What is Forward Head Posture?
Forward head posture (FHP) is a postural abnormality in which the neck protrudes forward in front of the shoulders. FHP can also be referred to as text neck, scholar’s neck, reading neck, chicken head posture, and poked neck. When the head moves forward, the center of gravity is shifted which results in a sequence of negative repercussions. Because of the awkward change in the center of gravity, the upper body will consequently drift backward. To counteract the shift in the upper body, the hips will subsequently slant forward. Now the entire bodily frame is affected, causing stress and pain in numerous areas.
How can FHP negatively affect me?
According to Kapandji, Physiology of the Joints, Volume III, for every inch your heads moves forward, it gains 10 pounds in weight. This impacts the upper back and neck muscles because now they labor harder to support the head.
Prolonged poor neck posture could also result in:
- Strained muscles
- Numbness in the arms and hands
- Disc herniation
- Pinched nerves
- Strained neck
- Degenerative joint disease
- Low back pain
What causes FHP?
This condition can be the result of several factors including sleeping with the head elevated too high, weakened neck muscles due to an injury, and a deficiency of nutrients such as calcium. One of the major causes of FHP, propelling this condition to epidemic proportions, is the growing use of technology in the form of cell phones, laptops, tablets and personal computers. In fact, a study, published in 2012, indicates those who heavily work at their computers tend to succumb to forward head posture.

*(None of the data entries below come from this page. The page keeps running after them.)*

// Chunk: docs/chunks/whitespace_cache - Incremental trailing whitespace span cache

use wsmark_buffer::BufferError;

use crate::span::LineNumber;

/// Errors surfaced by the whitespace marker.
#[derive(Debug, thiserror::Error)]
pub enum MarkerError {
    /// `get` was called for a line the cache holds no span for.
    #[error("no trailing whitespace recorded for line {line}")]
    KeyNotFound { line: LineNumber },

    /// The buffer refused the edit transaction. Nothing was removed.
    #[error("edit rejected: {0}")]
    EditRejected(#[source] BufferError),

    #[error("invalid marker options: {0}")]
    Config(#[from] serde_json::Error),
}
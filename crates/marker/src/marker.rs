// Chunk: docs/chunks/whitespace_cache - Incremental trailing whitespace span cache

//! The per-document whitespace observer.
//!
//! A [`WhitespaceMarker`] is created when a document is opened and dropped
//! when it closes. The host calls [`WhitespaceMarker::on_buffer_changed`]
//! after edits and before rendering; rendering then asks
//! [`contains`](WhitespaceMarker::contains), [`get`](WhitespaceMarker::get)
//! or [`tags_in`](WhitespaceMarker::tags_in).

use wsmark_buffer::{DirtyLines, TextBuffer, TextView};

use crate::actions::{self, Removal};
use crate::cache::LineSpanCache;
use crate::error::MarkerError;
use crate::options::MarkerOptions;
use crate::span::{LineNumber, SpanChange, WhitespaceSpan};
use crate::sync::{lines_to_rescan, CacheSynchronizer};

#[derive(Debug, Clone)]
pub struct WhitespaceMarker {
    cache: LineSpanCache,
    sync: CacheSynchronizer,
    options: MarkerOptions,
}

impl WhitespaceMarker {
    /// Creates a marker with an empty cache. See [`attach`](Self::attach).
    pub fn new(options: MarkerOptions) -> Self {
        Self {
            cache: LineSpanCache::new(),
            sync: CacheSynchronizer::from_options(&options),
            options,
        }
    }

    /// Starts observing `buffer`.
    ///
    /// Applies the history limit from `options`, discards changes the
    /// buffer accumulated before the marker existed and scans every line.
    pub fn attach(buffer: &mut TextBuffer, options: MarkerOptions) -> Self {
        buffer.set_history_limit(options.history_limit);
        buffer.take_dirty();
        let mut marker = Self::new(options);
        marker.rescan(buffer);
        marker
    }

    /// Reconciles every line of `view` and drops spans past its end.
    pub fn rescan<V: TextView + ?Sized>(&mut self, view: &V) -> Vec<SpanChange> {
        let line_count = view.line_count();
        let mut changes = self.sync.reconcile(&mut self.cache, view, 0..line_count);
        changes.extend(self.sync.evict_deleted_lines(&mut self.cache, line_count));
        changes
    }

    /// Drains the buffer's change feed and brings the cache up to date.
    pub fn on_buffer_changed(&mut self, buffer: &mut TextBuffer) -> Vec<SpanChange> {
        let dirty = buffer.take_dirty();
        self.apply_changes(buffer, &dirty)
    }

    /// Brings the cache up to date with `buffer`, given the lines `dirty`
    /// reports as new or reformatted.
    ///
    /// Cached spans are moved onto the current version first, then the
    /// dirty lines are rescanned, then spans of deleted lines are evicted.
    /// A span that could not be moved is dropped and its line rescanned.
    pub fn apply_changes(&mut self, buffer: &TextBuffer, dirty: &DirtyLines) -> Vec<SpanChange> {
        let line_count = buffer.line_count();
        let mut changes = self.sync.reproject(&mut self.cache, buffer);

        let rescan = lines_to_rescan(dirty, line_count);
        let orphaned: Vec<LineNumber> = changes
            .iter()
            .map(SpanChange::line)
            .filter(|line| !rescan.contains(line))
            .collect();
        changes.extend(
            self.sync
                .reconcile(&mut self.cache, buffer, rescan.chain(orphaned)),
        );
        changes.extend(self.sync.evict_deleted_lines(&mut self.cache, line_count));
        changes
    }

    /// Moves cached spans onto the buffer's current version without
    /// rescanning any line.
    pub fn refresh_offsets(&mut self, buffer: &TextBuffer) -> Vec<SpanChange> {
        self.sync.reproject(&mut self.cache, buffer)
    }

    pub fn contains(&self, line: LineNumber) -> bool {
        self.cache.contains(line)
    }

    pub fn get(&self, line: LineNumber) -> Result<&WhitespaceSpan, MarkerError> {
        self.cache.get(line)
    }

    /// Every marked span, in line order.
    pub fn spans(&self) -> impl Iterator<Item = &WhitespaceSpan> + '_ {
        self.cache.all()
    }

    /// Returns the spans to render for the requested lines.
    ///
    /// Lines without a span are skipped, so the result may be shorter than
    /// the request.
    pub fn tags_in(&self, lines: impl IntoIterator<Item = LineNumber>) -> Vec<WhitespaceSpan> {
        lines
            .into_iter()
            .filter_map(|line| self.cache.find(line).copied())
            .collect()
    }

    pub fn cache(&self) -> &LineSpanCache {
        &self.cache
    }

    pub fn options(&self) -> &MarkerOptions {
        &self.options
    }

    // ==================== Actions ====================

    /// Removes the trailing whitespace of `line`.
    ///
    /// Fails with [`MarkerError::KeyNotFound`] when the line is not marked.
    /// The cache catches up on the next [`on_buffer_changed`](Self::on_buffer_changed).
    pub fn remove_one(&self, buffer: &mut TextBuffer, line: LineNumber) -> Result<Option<Removal>, MarkerError> {
        let span = *self.cache.get(line)?;
        actions::remove_one(buffer, &span)
    }

    /// Removes trailing whitespace from the whole document in one edit.
    pub fn remove_all(&self, buffer: &mut TextBuffer) -> Result<Removal, MarkerError> {
        actions::remove_all(buffer, &self.options)
    }
}

impl Default for WhitespaceMarker {
    fn default() -> Self {
        Self::new(MarkerOptions::default())
    }
}
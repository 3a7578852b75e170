//! Error taxonomy shared by every operator.

use thiserror::Error;

/// Convenience result type for sequence operators.
pub type Result<T> = std::result::Result<T, SequenceError>;

/// Error type returned by sequence operators.
///
/// Argument and range errors are raised eagerly, at call time. `InvalidCast` is
/// also raised at call time because [`cast`](crate::ops::cast) scans its whole
/// source before returning. `EmptySequence` is the only error produced while a
/// result is being pulled.
#[derive(Debug, Clone, PartialEq, Eq, Error)]
pub enum SequenceError {
    /// A required argument (source, predicate, selector, key) was absent.
    #[error("value cannot be absent: {name}")]
    ArgumentNull { name: &'static str },

    /// A numeric argument is outside its allowed domain.
    #[error("argument '{name}' is out of range: {value}")]
    ArgumentOutOfRange { name: &'static str, value: i64 },

    /// An element is neither null nor an instance of the requested type.
    #[error("element at index {index} cannot be cast to {target}")]
    InvalidCast { index: usize, target: &'static str },

    /// The operator requires at least one element.
    #[error("source sequence cannot be empty")]
    EmptySequence,
}

impl SequenceError {
    pub(crate) fn null(name: &'static str) -> Self {
        SequenceError::ArgumentNull { name }
    }
}

/// Unwraps a required argument or reports it as absent.
pub(crate) fn required<T>(value: Option<T>, name: &'static str) -> Result<T> {
    value.ok_or(SequenceError::null(name))
}
impl<I, T> Iterator for OfType<I, T>
where
    T: Any,
    I: Iterator,
    I::Item: Dynamic,
{
    type Item = T;

    fn next(&mut self) -> Option<T> {
        self.source
            .by_ref()
            .find_map(|item| item.downcast::<T>().ok().flatten())
    }

    fn size_hint(&self) -> (usize, Option<usize>) {
        (0, self.source.size_hint().1)
    }
}

/// Narrows every element of the sequence to `T`.
///
/// The whole sequence is read and checked before this returns: the first
/// element that is neither null nor a `T` fails the call with
/// [`SequenceError::InvalidCast`]. The returned sequence yields `None` for null
/// elements.
///
/// # Examples
///
/// ```
/// use lazyseq::ops::cast;
/// use std::any::Any;
///
/// let words: Vec<Option<Box<dyn Any>>> = vec![Some(Box::new("abc") as Box<dyn Any>), None];
/// let narrowed = cast::<&str, _>(Some(words)).unwrap();
/// assert_eq!(narrowed.collect::<Vec<_>>(), vec![Some("abc"), None]);
///
/// let mixed: Vec<Option<Box<dyn Any>>> =
///     vec![Some(Box::new("abc") as Box<dyn Any>), None, Some(Box::new(11) as Box<dyn Any>)];
/// assert!(cast::<&str, _>(Some(mixed)).is_err());
/// ```
pub fn cast<T, I>(source: Option<I>) -> Result<Cast<I::Item, T>>
where
    T: Any,
    I: IntoIterator,
    I::Item: Dynamic,
{
    let source = required(source, "source")?;
    let items = materialize(source).into_vec();
    if let Some(index) = items.iter().position(|item| !(item.is_null() || item.is::<T>())) {
        return Err(SequenceError::InvalidCast {
            index,
            target: type_name::<T>(),
        });
    }
    Ok(Cast::new(items))
}

/// Iterator returned by [`cast`].
#[derive(Debug)]
#[must_use = "sequences are lazy and do nothing unless consumed"]
pub struct Cast<E, T> {
    items: vec::IntoIter<E>,
    _target: PhantomData<fn() -> T>,
}

impl<E, T> Cast<E, T> {
    fn new(items: Vec<E>) -> Self {
        Self {
            items: items.into_iter(),
            _target: PhantomData,
        }
    }
}

impl<E: Dynamic, T: Any> Iterator for Cast<E, T> {
    type Item = Option<T>;

    fn next(&mut self) -> Option<Option<T>> {
        // Every element was checked in `cast`, so the downcast cannot fail here.
        self.items.next().map(|item| item.downcast::<T>().ok().flatten())
    }

    fn size_hint(&self) -> (usize, Option<usize>) {
        self.items.size_hint()
    }
}

impl<E: Dynamic, T: Any> ExactSizeIterator for Cast<E, T> {}

// ============================================================================
// Reverse
// ============================================================================

/// Lazily inverts the order of the elements of a sequence.
///
/// The source is materialized the first time the result is pulled. An empty
/// source produces a single `Err(SequenceError::EmptySequence)`.
///
/// # Examples
///
/// ```
/// use lazyseq::ops::reverse;
/// use lazyseq::SequenceError;
///
/// let reversed = reverse(Some(vec![1, 2, 3])).unwrap();
/// assert_eq!(reversed.collect::<Result<Vec<_>, _>>(), Ok(vec![3, 2, 1]));
///
/// let mut empty = reverse(Some(Vec::<i32>::new())).unwrap();
/// assert_eq!(empty.next(), Some(Err(SequenceError::EmptySequence)));
/// assert_eq!(empty.next(), None);
/// ```
pub fn reverse<I: IntoIterator>(source: Option<I>) -> Result<Reverse<I::IntoIter>> {
    let source = required(source, "source")?;
    Ok(Reverse::new(source.into_iter()))
}

/// Iterator returned by [`reverse`].
#[must_use = "sequences are lazy and do nothing unless consumed"]
pub struct Reverse<I: Iterator> {
    state: ReverseState<I>,
}

enum ReverseState<I: Iterator> {
    Pending(I),
    Buffered(vec::IntoIter<I::Item>),
    Done,
}

impl<I: Iterator> Reverse<I> {
    pub(crate) fn new(source: I) -> Self {
        Self {
            state: ReverseState::Pending(source),
        }
    }
}

impl<I: Iterator> Iterator for Reverse<I> {
    type Item = Result<I::Item>;

    fn next(&mut self) -> Option<Self::Item> {
        if let ReverseState::Pending(_) = self.state {
            if let ReverseState::Pending(source) = std::mem::replace(&mut self.state, ReverseState::Done) {
                let buffer = materialize(source);
                if buffer.is_empty() {
                    return Some(Err(SequenceError::EmptySequence));
                }
                self.state = ReverseState::Buffered(buffer.into_vec().into_iter());
            }
        }
        match &mut self.state {
            ReverseState::Buffered(items) => items.next_back().map(Ok),
            _ => None,
        }
    }

    fn size_hint(&self) -> (usize, Option<usize>) {
        match &self.state {
            ReverseState::Pending(source) => {
                let (lower, upper) = source.size_hint();
                (lower.min(1), upper.map(|upper| upper.max(1)))
            }
            ReverseState::Buffered(items) => items.size_hint(),
            ReverseState::Done => (0, Some(0)),
        }
    }
}

impl<I: Iterator> FusedIterator for Reverse<I> {}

It’s vital to develop healthy habits concerning your posture. Here’s a good posture checklist:
- chin parallel to the floor and ear right above your shoulder
- neutral shoulders (watch for shoulder rounding!)
- neutral spine, especially no over-arching your low back or jutting your head forward
- abdominal muscles engaged
- hips should be even and squared
- body weight distributed evenly on both feet.
Consistency is key. It’s so simple to slip back into old practices concerning posture. Be diligent! If these tips do not improve your posture or discomfort level, then it’s recommended to visit a chiropractor.